Scrapers

Choose the right scraper, compare JS and non-JS routes, and understand scraper-specific options.

ScrapeRouter supports multiple scraper backends with different capabilities. This guide explains how to choose a scraper, use common request/response fields, and handle scraper-specific options.

For the current list of available scrapers with descriptions and capabilities, see Scrapers.

Selecting a scraper

Set the scraper field on your request to either a scraper identifier or "auto":

  • auto — The system selects a scraper based on the target URL and options (e.g. whether JavaScript is required). If a scraper fails, the system automatically tries the next more advanced scraper.
  • Scraper identifier — Use a specific scraper, e.g. apiritif/requests:2.32 or apiritif/playwright:1.58. Valid identifiers are listed on the Scrapers page.

JavaScript vs non-JavaScript scrapers

Some scrapers handle JavaScript (they run a browser or browser-like environment); others do plain HTTP only.

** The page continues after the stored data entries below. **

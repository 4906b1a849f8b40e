// Copyright 2025-2026 CEMAXECUTER LLC

//! Transmit-side frame unpacker: collects block datagrams into frames,
//! reconstructs losses through the erasure decoder and hands back the
//! sample stream in frame-index order. Unrecoverable frames are replaced
//! with silence of equal length so the time base is preserved.

use std::collections::VecDeque;

use byteorder::{ByteOrder, LittleEndian};

use crate::meta::MetaData;
use crate::{
    fec, BlockHeader, FrameError, DATA_BLOCKS, HEADER_BYTES, MAX_FEC_BLOCKS, SAMPLE_BLOCKS,
};

/// Frames tracked at once.
pub const FRAME_WINDOW: usize = 8;

/// 16-bit wraparound ordering: a is after b iff (a - b) mod 65536 in [1, 32768).
#[inline]
fn after(a: u16, b: u16) -> bool {
    let d = a.wrapping_sub(b);
    d >= 1 && d < 32768
}

#[derive(Debug, Default, Clone, Copy, PartialEq, Eq)]
pub struct UnpackerStats {
    pub frames_delivered: u64,
    pub frames_lost: u64,
    pub crc_failures: u64,
    pub protocol_errors: u64,
}

enum FrameState {
    Collecting,
    /// Recovered and expanded, waiting for its turn in index order.
    Ready(Vec<i16>),
    /// Recovered but meta check failed; delivered as silence.
    Failed,
}

struct PendingFrame {
    index: u16,
    slots: Vec<Option<Vec<u8>>>,
    present: usize,
    state: FrameState,
}

impl PendingFrame {
    fn new(index: u16) -> Self {
        Self {
            index,
            slots: vec![None; DATA_BLOCKS + MAX_FEC_BLOCKS],
            present: 0,
            state: FrameState::Collecting,
        }
    }
}

pub struct FrameUnpacker {
    window: VecDeque<PendingFrame>,
    decoder: fec::Decoder,
    /// Index the next delivered frame should carry; earlier gaps are
    /// zero-filled.
    next_expected: Option<u16>,
    /// Silence length for a lost frame, from the last good meta.
    silence_samples: usize,
    stats: UnpackerStats,
}

impl Default for FrameUnpacker {
    fn default() -> Self {
        Self::new()
    }
}

impl FrameUnpacker {
    pub fn new() -> Self {
        Self {
            window: VecDeque::new(),
            decoder: fec::Decoder::new(),
            next_expected: None,
            silence_samples: SAMPLE_BLOCKS * 127,
            stats: UnpackerStats::default(),
        }
    }

    pub fn stats(&self) -> UnpackerStats {
        self.stats
    }

    /// Feed one received datagram; any samples that became deliverable are
    /// appended to `out` as interleaved i16 I/Q pairs.
    pub fn push_datagram(&mut self, dgram: &[u8], out: &mut Vec<i16>) {
        let hdr = match BlockHeader::parse(dgram) {
            Ok(hdr) => hdr,
            Err(err) => {
                self.stats.protocol_errors += 1;
                log::debug!("dropping datagram: {}", err);
                return;
            }
        };

        let Some(pos) = self.slot_position(hdr.frame_index, out) else {
            return; // late block for an already closed frame
        };

        {
            let frame = &mut self.window[pos];
            let slot = &mut frame.slots[hdr.block_index as usize];
            if slot.is_none() {
                *slot = Some(dgram[HEADER_BYTES..].to_vec());
                frame.present += 1;
            }
        }

        self.try_recover(pos);
        self.drain_in_order(out);
    }

    /// Find or create the window entry for `index`, keeping the deque in
    /// ascending modular order and enforcing the window bounds.
    fn slot_position(&mut self, index: u16, out: &mut Vec<i16>) -> Option<usize> {
        if let Some(pos) = self.window.iter().position(|f| f.index == index) {
            return Some(pos);
        }
        if let Some(exp) = self.next_expected {
            if !after(index, exp) && index != exp {
                let behind = exp.wrapping_sub(index) as usize;
                if behind <= 2 * FRAME_WINDOW {
                    return None; // late block for an already closed frame
                }
                // wildly off the delivery cursor: the sender restarted;
                // flush what we have and start over at the new position
                log::warn!(
                    "frame index jumped backward from {} to {}, restarting stream",
                    exp,
                    index
                );
                while !self.window.is_empty() {
                    self.close_front(out);
                }
                self.next_expected = None;
            }
        }

        let insert_at = self
            .window
            .iter()
            .position(|f| after(f.index, index))
            .unwrap_or(self.window.len());
        self.window.insert(insert_at, PendingFrame::new(index));

        // Bound the window: never more than FRAME_WINDOW frames, and never a
        // span wider than half the window ahead of the oldest.
        loop {
            let too_many = self.window.len() > FRAME_WINDOW;
            let span = self
                .window
                .back()
                .map(|b| b.index.wrapping_sub(self.window[0].index) as usize)
                .unwrap_or(0);
            if !too_many && span <= FRAME_WINDOW / 2 {
                break;
            }
            self.close_front(out);
        }

        self.window.iter().position(|f| f.index == index)
    }

    /// Run the erasure decoder once enough distinct blocks arrived.
    fn try_recover(&mut self, pos: usize) {
        let frame = &mut self.window[pos];
        if !matches!(frame.state, FrameState::Collecting) || frame.present < DATA_BLOCKS {
            return;
        }
        if self.decoder.decode(&mut frame.slots).is_err() {
            return;
        }
        let frame = &mut self.window[pos];
        match MetaData::from_body(frame.slots[0].as_deref().unwrap_or(&[])) {
            Ok(meta) => {
                let samples = expand_samples(&meta, &frame.slots);
                self.silence_samples = meta.samples_per_frame();
                frame.state = FrameState::Ready(samples);
            }
            Err(FrameError::Crc) => {
                self.stats.crc_failures += 1;
                log::warn!("frame {}: meta CRC mismatch, dropping", frame.index);
                frame.state = FrameState::Failed;
            }
            Err(err) => {
                self.stats.protocol_errors += 1;
                log::warn!("frame {}: {}", frame.index, err);
                frame.state = FrameState::Failed;
            }
        }
    }

    /// Deliver finished frames from the head, but only while they are next
    /// in sequence; a gap waits for its frame until window pressure evicts
    /// the head.
    fn drain_in_order(&mut self, out: &mut Vec<i16>) {
        loop {
            let Some(front) = self.window.front() else {
                break;
            };
            let finished = matches!(front.state, FrameState::Ready(_) | FrameState::Failed);
            let in_sequence = match self.next_expected {
                None => true,
                Some(exp) => front.index == exp,
            };
            if !(finished && in_sequence) {
                break;
            }
            self.close_front(out);
        }
    }

    /// Pop the oldest frame and emit it: payload when recovered, silence
    /// otherwise. Wholly missing frame indices before it are zero-filled.
    fn close_front(&mut self, out: &mut Vec<i16>) {
        let Some(mut frame) = self.window.pop_front() else {
            return;
        };

        if let Some(exp) = self.next_expected {
            let gap = frame.index.wrapping_sub(exp);
            if gap > 0 && gap < 32768 {
                log::warn!("frames {}..{} never arrived, zero-filling", exp, frame.index);
                self.stats.frames_lost += gap as u64;
                // bound the fill so a forward index jump cannot balloon the
                // output; the time base is already gone at that point
                self.push_silence((gap as usize).min(4 * FRAME_WINDOW), out);
            }
        }
        self.next_expected = Some(frame.index.wrapping_add(1));

        // A frame evicted while still collecting gets one last chance: with
        // 128 distinct blocks it decodes, otherwise the decoder reports the
        // shortfall and the frame is written off.
        if matches!(frame.state, FrameState::Collecting) {
            match self.decoder.decode(&mut frame.slots) {
                Ok(()) => match MetaData::from_body(frame.slots[0].as_deref().unwrap_or(&[])) {
                    Ok(meta) => {
                        self.silence_samples = meta.samples_per_frame();
                        frame.state = FrameState::Ready(expand_samples(&meta, &frame.slots));
                    }
                    Err(FrameError::Crc) => {
                        self.stats.crc_failures += 1;
                        log::warn!("frame {}: meta CRC mismatch, dropping", frame.index);
                        frame.state = FrameState::Failed;
                    }
                    Err(err) => {
                        self.stats.protocol_errors += 1;
                        log::warn!("frame {}: {}", frame.index, err);
                        frame.state = FrameState::Failed;
                    }
                },
                Err(err) => {
                    self.stats.frames_lost += 1;
                    log::warn!("frame {} dropped: {}", frame.index, err);
                    frame.state = FrameState::Failed;
                }
            }
        }

        match frame.state {
            FrameState::Ready(samples) => {
                self.stats.frames_delivered += 1;
                out.extend_from_slice(&samples);
            }
            _ => self.push_silence(1, out),
        }
    }

    fn push_silence(&self, frames: usize, out: &mut Vec<i16>) {
        out.extend(std::iter::repeat(0i16).take(2 * self.silence_samples * frames));
    }
}
// Copyright 2025-2026 CEMAXECUTER LLC

//! Power-of-two interpolation chain for the transmit direction.
//!
//! Mirror of the decimator: one halfband stage per unit of log2 factor,
//! always centered (no band placement on transmit).

use crate::halfband::HalfbandInterp;
use crate::window::halfband_arm_q15;
use crate::MAX_LOG2_FACTOR;

const SIDE_TAPS: usize = 20;
const STOP_ATT_DB: f64 = 90.0;

pub struct Interpolator {
    log2_interp: u32,
    stages: Vec<HalfbandInterp>,
}

impl Interpolator {
    pub fn new(log2_interp: u32) -> Self {
        let mut i = Self { log2_interp: 0, stages: Vec::new() };
        i.configure(log2_interp);
        i
    }

    /// Change the interpolation factor, dropping all stage state.
    pub fn configure(&mut self, log2_interp: u32) {
        let log2_interp = log2_interp.min(MAX_LOG2_FACTOR);
        self.log2_interp = log2_interp;
        let arm = halfband_arm_q15(SIDE_TAPS, STOP_ATT_DB);
        self.stages = (0..log2_interp)
            .map(|_| HalfbandInterp::new(arm.clone()))
            .collect();
    }

    pub fn log2_interp(&self) -> u32 {
        self.log2_interp
    }

    /// Upsample one interleaved IQ vector; output length is exactly
    /// len << log2_interp.
    pub fn process(&mut self, input: &[i16], out: &mut Vec<i16>) {
        if self.log2_interp == 0 {
            out.extend_from_slice(input);
            return;
        }

        let mut front = input.to_vec();
        let mut swap = Vec::with_capacity(front.len() * 2);
        for stage in &mut self.stages {
            swap.clear();
            stage.process(&front, &mut swap);
            std::mem::swap(&mut front, &mut swap);
        }
        out.extend_from_slice(&front);
    }
}
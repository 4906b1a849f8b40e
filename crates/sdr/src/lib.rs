// Copyright 2025-2026 CEMAXECUTER LLC

pub mod buffer;
pub mod config;
pub mod file;
pub mod test_source;

pub use buffer::SampleBuffer;

use std::sync::atomic::AtomicBool;
use std::sync::Arc;

use crate::config::{ConfigMap, Outcome};

/// Device types accepted on the command line. The first four are hardware
/// backends provided by external driver crates; `test` and `file` are built
/// in.
pub const DEVICE_TYPES: &[&str] = &["rtlsdr", "hackrf", "airspy", "bladerf", "test", "file"];

/// Which side of the sample buffer a device drives.
#[derive(Debug, Clone, Copy, PartialEq, Eq)]
pub enum StreamRole {
    /// Receive: the device fills the buffer from the ADC.
    Producer,
    /// Transmit: the device drains the buffer into the DAC.
    Consumer,
}

/// Common contract for all radio front-ends.
///
/// `start` launches the device's own streaming thread and returns; `stop`
/// signals it and joins. Configuration may be applied while streaming.
pub trait Device: Send {
    /// Apply device-level keys. Returns an outcome for every key the device
    /// recognizes; unrecognized keys are simply absent from the result.
    fn configure(&mut self, cfg: &ConfigMap) -> Vec<(String, Outcome)>;

    /// Tuned frequency in Hz.
    fn get_frequency(&self) -> u64;

    /// Device sample rate in Hz.
    fn get_sample_rate(&self) -> u32;

    /// Native sample size as (bytes per component, effective bits).
    fn get_device_sample_size(&self) -> (u8, u8);

    /// Begin streaming against `buffer` until `stop` is raised.
    fn start(
        &mut self,
        role: StreamRole,
        buffer: Arc<SampleBuffer>,
        stop: Arc<AtomicBool>,
    ) -> Result<(), String>;

    /// Signal the streaming thread and join it.
    fn stop(&mut self);

    /// Streaming failure, if one occurred since `start`.
    fn error(&self) -> Option<String> {
        None
    }

    /// Log device-specific settings (advisory).
    fn print_specific_parms(&self) {}
}

/// Enumerate devices of the given type.
pub fn list_devices(devtype: &str) -> Result<Vec<String>, String> {
    match devtype {
        "test" => Ok(vec!["synthetic tone generator".to_string()]),
        "file" => Ok(vec!["raw IQ file".to_string()]),
        "rtlsdr" | "hackrf" | "airspy" | "bladerf" => Err(format!(
            "{} support is not built into this binary",
            devtype
        )),
        other => Err(format!(
            "unknown device type '{}' (expected one of {})",
            other,
            DEVICE_TYPES.join(", ")
        )),
    }
}

/// Open a device by type and index.
pub fn open(devtype: &str, index: usize) -> Result<Box<dyn Device>, String> {
    let names = list_devices(devtype)?;
    if index >= names.len() {
        return Err(format!(
            "invalid device index {} ({} {} device(s) found)",
            index,
            names.len(),
            devtype
        ));
    }
    match devtype {
        "test" => Ok(Box::new(test_source::TestSource::new())),
        "file" => Ok(Box::new(file::FileDevice::new())),
        _ => unreachable!("list_devices already rejected '{}'", devtype),
    }
}
// Copyright 2025-2026 CEMAXECUTER LLC

//! Live configuration: parses key=value strings, applies device keys
//! through the adapter and publishes DSP/packaging parameters as a
//! sequence-numbered snapshot that the worker picks up at frame
//! boundaries.

use std::sync::atomic::{AtomicU64, Ordering};
use std::sync::{Arc, Mutex};

use iql_dsp::{FcPos, MAX_LOG2_FACTOR};
use iql_protocol::packer::StreamParams;
use iql_protocol::MAX_FEC_BLOCKS;
use iql_sdr::config::{self, ConfigMap, Outcome};
use iql_sdr::Device;

/// One coherent view of every parameter the data path needs. The worker
/// refreshes it whenever the sequence number moves, so no frame mixes two
/// configurations.
#[derive(Debug, Clone, Copy)]
pub struct Snapshot {
    pub seq: u64,
    pub center_freq_khz: u32,
    /// Device-side rate, Hz.
    pub device_rate: u32,
    /// Stream rate after decimation/interpolation, Hz.
    pub stream_rate: u32,
    pub sample_bytes: u8,
    pub sample_bits: u8,
    pub log2_factor: u32,
    pub fc_pos: FcPos,
    pub fec_blocks: u8,
    pub tx_delay_us: u32,
}

impl Snapshot {
    pub fn stream_params(&self) -> StreamParams {
        StreamParams {
            center_freq_khz: self.center_freq_khz,
            sample_rate: self.stream_rate,
            sample_bytes: self.sample_bytes,
            sample_bits: self.sample_bits,
            fec_blocks: self.fec_blocks,
        }
    }
}

/// Core keys the controller applies itself; everything else goes to the
/// device adapter.
enum CoreKey {
    Factor(u32),
    FcPos(u32),
    FecBlocks(u32),
    TxDelay(u32),
}

pub struct Controller {
    device: Arc<Mutex<Box<dyn Device>>>,
    state: Mutex<Snapshot>,
    seq: AtomicU64,
}

impl Controller {
    pub fn new(device: Arc<Mutex<Box<dyn Device>>>) -> Self {
        let snapshot = {
            let dev = device.lock().unwrap();
            let (bytes, bits) = dev.get_device_sample_size();
            Snapshot {
                seq: 0,
                center_freq_khz: (dev.get_frequency() / 1000) as u32,
                device_rate: dev.get_sample_rate(),
                stream_rate: dev.get_sample_rate(),
                sample_bytes: bytes,
                sample_bits: bits,
                log2_factor: 0,
                fc_pos: FcPos::Center,
                fec_blocks: 0,
                tx_delay_us: 0,
            }
        };
        Self {
            device,
            state: Mutex::new(snapshot),
            seq: AtomicU64::new(0),
        }
    }

    /// Cheap poll for the worker's frame-boundary check.
    pub fn seq(&self) -> u64 {
        self.seq.load(Ordering::Acquire)
    }

    pub fn snapshot(&self) -> Snapshot {
        *self.state.lock().unwrap()
    }

    /// Parse and apply one configuration string, returning the per-key
    /// reply. If any core key fails to parse, nothing is applied.
    pub fn apply(&self, text: &str) -> String {
        let cfg = ConfigMap::parse(text);
        if cfg.is_empty() {
            return "error=rejected:empty".to_string();
        }

        // Phase 1: parse every core key up front.
        let mut core: Vec<(usize, CoreKey)> = Vec::new();
        let mut failures: Vec<(usize, Outcome)> = Vec::new();
        let mut device_pairs: Vec<(String, Option<String>)> = Vec::new();
        for (i, (key, value)) in cfg.pairs().iter().enumerate() {
            let parsed = match key.as_str() {
                "decim" | "interp" => config::numeric::<u32>(value).map(CoreKey::Factor),
                "fcpos" => config::numeric::<u32>(value).map(CoreKey::FcPos),
                "fecblk" => config::numeric::<u32>(value).map(CoreKey::FecBlocks),
                "txdelay" => config::numeric::<u32>(value).map(CoreKey::TxDelay),
                _ => {
                    device_pairs.push((key.clone(), value.clone()));
                    continue;
                }
            };
            match parsed {
                Ok(core_key) => core.push((i, core_key)),
                Err(outcome) => failures.push((i, outcome)),
            }
        }

        if !failures.is_empty() {
            // no key is applied; report the parse failures, mark the rest
            // untouched
            let mut outcomes: Vec<Outcome> =
                vec![Outcome::Rejected("unapplied".into()); cfg.pairs().len()];
            for (i, outcome) in failures {
                outcomes[i] = outcome;
            }
            return render_reply(&cfg, &outcomes);
        }

        let mut outcomes: Vec<Outcome> = vec![Outcome::Ignored; cfg.pairs().len()];

        // Phase 2: apply under one critical section so the snapshot never
        // exposes a half-applied configuration.
        {
            let mut state = self.state.lock().unwrap();
            let mut device = self.device.lock().unwrap();

            // device-level keys first
            if !device_pairs.is_empty() {
                let device_cfg = ConfigMap::from_pairs(device_pairs.clone());
                let device_outcomes = device.configure(&device_cfg);
                for (i, (key, _)) in cfg.pairs().iter().enumerate() {
                    if let Some((_, outcome)) =
                        device_outcomes.iter().find(|(k, _)| k == key)
                    {
                        outcomes[i] = outcome.clone();
                    } else if device_pairs.iter().any(|(k, _)| k == key) {
                        log::warn!("unknown configuration key '{}' ignored", key);
                    }
                }
            }

            state.center_freq_khz = (device.get_frequency() / 1000) as u32;
            state.device_rate = device.get_sample_rate();
            let (native_bytes, native_bits) = device.get_device_sample_size();

            // then DSP keys, then packaging keys
            for (i, core_key) in core {
                outcomes[i] = match core_key {
                    CoreKey::Factor(v) => {
                        state.log2_factor = v.min(MAX_LOG2_FACTOR);
                        if v > MAX_LOG2_FACTOR { Outcome::Clamped } else { Outcome::Ok }
                    }
                    CoreKey::FcPos(v) => match FcPos::from_index(v) {
                        Some(pos) => {
                            state.fc_pos = pos;
                            Outcome::Ok
                        }
                        None => Outcome::Rejected("range".into()),
                    },
                    CoreKey::FecBlocks(v) => {
                        state.fec_blocks = v.min(MAX_FEC_BLOCKS as u32) as u8;
                        if v > MAX_FEC_BLOCKS as u32 { Outcome::Clamped } else { Outcome::Ok }
                    }
                    CoreKey::TxDelay(v) => {
                        state.tx_delay_us = v;
                        Outcome::Ok
                    }
                };
            }

            state.stream_rate = state.device_rate >> state.log2_factor;
            if state.log2_factor > 0 {
                // decimation promotes the stream to 16 bits
                state.sample_bytes = 2;
                state.sample_bits = 16;
            } else {
                state.sample_bytes = native_bytes;
                state.sample_bits = native_bits;
            }

            let seq = self.seq.fetch_add(1, Ordering::AcqRel) + 1;
            state.seq = seq;
        }

        render_reply(&cfg, &outcomes)
    }
}

fn render_reply(cfg: &ConfigMap, outcomes: &[Outcome]) -> String {
    cfg.pairs()
        .iter()
        .zip(outcomes)
        .map(|((key, _), outcome)| format!("{}={}", key, outcome))
        .collect::<Vec<_>>()
        .join(",")
}

#[cfg(test)]
mod tests {
    use super::*;
    use iql_sdr::test_source::TestSource;

    fn controller() -> Controller {
        let device: Arc<Mutex<Box<dyn Device>>> =
            Arc::new(Mutex::new(Box::new(TestSource::new())));
        Controller::new(device)
    }

    #[test]
    fn test_apply_device_dsp_and_packaging_keys() {
        let ctl = controller();
        let reply = ctl.apply("freq=433970000,decim=5,fcpos=0");
        assert_eq!(reply, "freq=ok,decim=ok,fcpos=ok");
        let snap = ctl.snapshot();
        assert_eq!(snap.center_freq_khz, 433_970);
        assert_eq!(snap.log2_factor, 5);
        assert_eq!(snap.fc_pos, FcPos::Infra);
        assert_eq!(snap.stream_rate, snap.device_rate / 32);
        assert_eq!(snap.seq, 1);
    }

    #[test]
    fn test_parse_failure_applies_nothing() {
        let ctl = controller();
        let before = ctl.snapshot();
        let reply = ctl.apply("decim=abc");
        assert_eq!(reply, "decim=rejected:parse");
        let after = ctl.snapshot();
        assert_eq!(after.seq, before.seq);
        assert_eq!(after.log2_factor, 0);
    }

    #[test]
    fn test_parse_failure_blocks_sibling_keys() {
        let ctl = controller();
        let reply = ctl.apply("freq=433970000,decim=abc");
        assert_eq!(reply, "freq=rejected:unapplied,decim=rejected:parse");
        assert_eq!(ctl.snapshot().center_freq_khz, 100_000);
    }

    #[test]
    fn test_out_of_range_values_clamped() {
        let ctl = controller();
        let reply = ctl.apply("decim=9,fecblk=500");
        assert_eq!(reply, "decim=clamped,fecblk=clamped");
        let snap = ctl.snapshot();
        assert_eq!(snap.log2_factor, MAX_LOG2_FACTOR);
        assert_eq!(snap.fec_blocks, MAX_FEC_BLOCKS as u8);
    }

    #[test]
    fn test_unknown_key_ignored_others_apply() {
        let ctl = controller();
        let reply = ctl.apply("nosuchkey=1,txdelay=250");
        assert_eq!(reply, "nosuchkey=ignored,txdelay=ok");
        assert_eq!(ctl.snapshot().tx_delay_us, 250);
    }

    #[test]
    fn test_fcpos_out_of_range_rejected() {
        let ctl = controller();
        let reply = ctl.apply("fcpos=7,fecblk=8");
        assert_eq!(reply, "fcpos=rejected:range,fecblk=ok");
        let snap = ctl.snapshot();
        assert_eq!(snap.fc_pos, FcPos::Center);
        assert_eq!(snap.fec_blocks, 8);
    }

    #[test]
    fn test_decimation_promotes_sample_width() {
        let ctl = controller();
        ctl.apply("decim=1");
        let snap = ctl.snapshot();
        assert_eq!(snap.sample_bytes, 2);
        assert_eq!(snap.sample_bits, 16);
        assert_eq!(snap.stream_rate, snap.device_rate / 2);
    }

    #[test]
    fn test_every_apply_bumps_sequence() {
        let ctl = controller();
        ctl.apply("txdelay=1");
        ctl.apply("txdelay=2");
        assert_eq!(ctl.snapshot().seq, 2);
        assert_eq!(ctl.seq(), 2);
    }
}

  • Non-JavaScript — e.g. requests, curl-cffi. Fast and lightweight; use when the page does not rely on client-side rendering.
  • JavaScript-capable — e.g. Playwright, Scrapling with a browser fetcher. Required for SPAs and pages that need execution. These scrapers can accept browser options such as page_actions (click, scroll, wait, evaluate, etc.), wait_for_selector, and screenshot when supported.

Request fields

Every scrape request supports these fields:

Field Type Description Default
url *required string (URL) Absolute http/https URL to scrape.
method string HTTP method used for the target request. GET
headers object Headers sent to the target URL.
query array | object Query parameters appended to the target URL.
data any Request body; body type is auto-detected (JSON, form, or raw).
cookies array | object Cookies for the target request.
timeout_ms integer | number Target request timeout in milliseconds.
allow_redirects boolean Whether the target request should follow redirects.
browser_type string Browser engine for browser-capable scrapers when supported.
headless boolean Run browser-capable scrapers in headless mode when supported.
wait_for_selector string CSS selector to wait for when supported.
wait_for_timeout_ms integer | number Additional wait timeout in milliseconds when supported.
wait_for_load_state string Browser load state to wait for when supported.
page_actions array Browser actions such as click, scroll, wait, or evaluate when supported.
screenshot boolean Request screenshot capture when the selected scraper supports it.
scraper string Scraper identifier, or auto for route selection. auto
scraper_options object Advanced scraper-native options; units and names are scraper-specific. {}
proxy any Proxy config object or proxy type string: datacenter, residential, mobile datacenter
scraperouter any Optional client metadata reserved for ScrapeRouter routing and diagnostics.

Response fields

The scrape response includes these fields. A completed API call can still contain a target-level failure; inspect JSON status_code and errors.

Field Type Description Default
id uuid Scrape.id
status_code integer Target response status code or scraper status. Inspect this field and errors even when HTTP is 200.
final_url string Final target URL after redirects, when available.
headers object Target response headers. {}
content string Target response body as text or base64.
content_encoding string Encoding of content: text for decoded text, base64 for binary bodies.
cookies array | object Cookies returned by the target response, when available.
errors array Scraper or target-level errors for this attempt.
screenshot_url string First saved screenshot artifact URL, when available.
scraper_data object Scraper-specific response data, when available.
scraperouter any ScrapeRouter routing metadata such as selected scraper, proxy type, and request cost.

Scraper options scraper_options

Pass advanced options that only apply to a given scraper via the scraper_options object. Prefer normalized top-level fields when they exist. For example, use top-level timeout_ms for a target timeout in milliseconds instead of a native timeout option.

Values in scraper_options are passed as scraper-native overrides, so names and units depend on the selected scraper. For Playwright, native scraper_options.timeout is milliseconds. Unsupported native keys can be ignored or rejected depending on the scraper adapter.

For the exact options supported by each scraper, check the scraper’s documentation or the Scrapers page.

Meta under scraperouter

Extended metadata for requests and responses may be provided under a scraperouter key. Use it for:

  • Request — Optional hints or tracking (e.g. idempotency keys, trace IDs) that your client sends; the API may preserve or echo them.
  • Response — Extra data the API adds (e.g. timing, selected scraper details, or scraper-specific results like javascript_result) when available. The exact keys depend on the scraper and API version.

Rely only on the unified fields above for stable behavior; treat scraperouter as optional and extensible.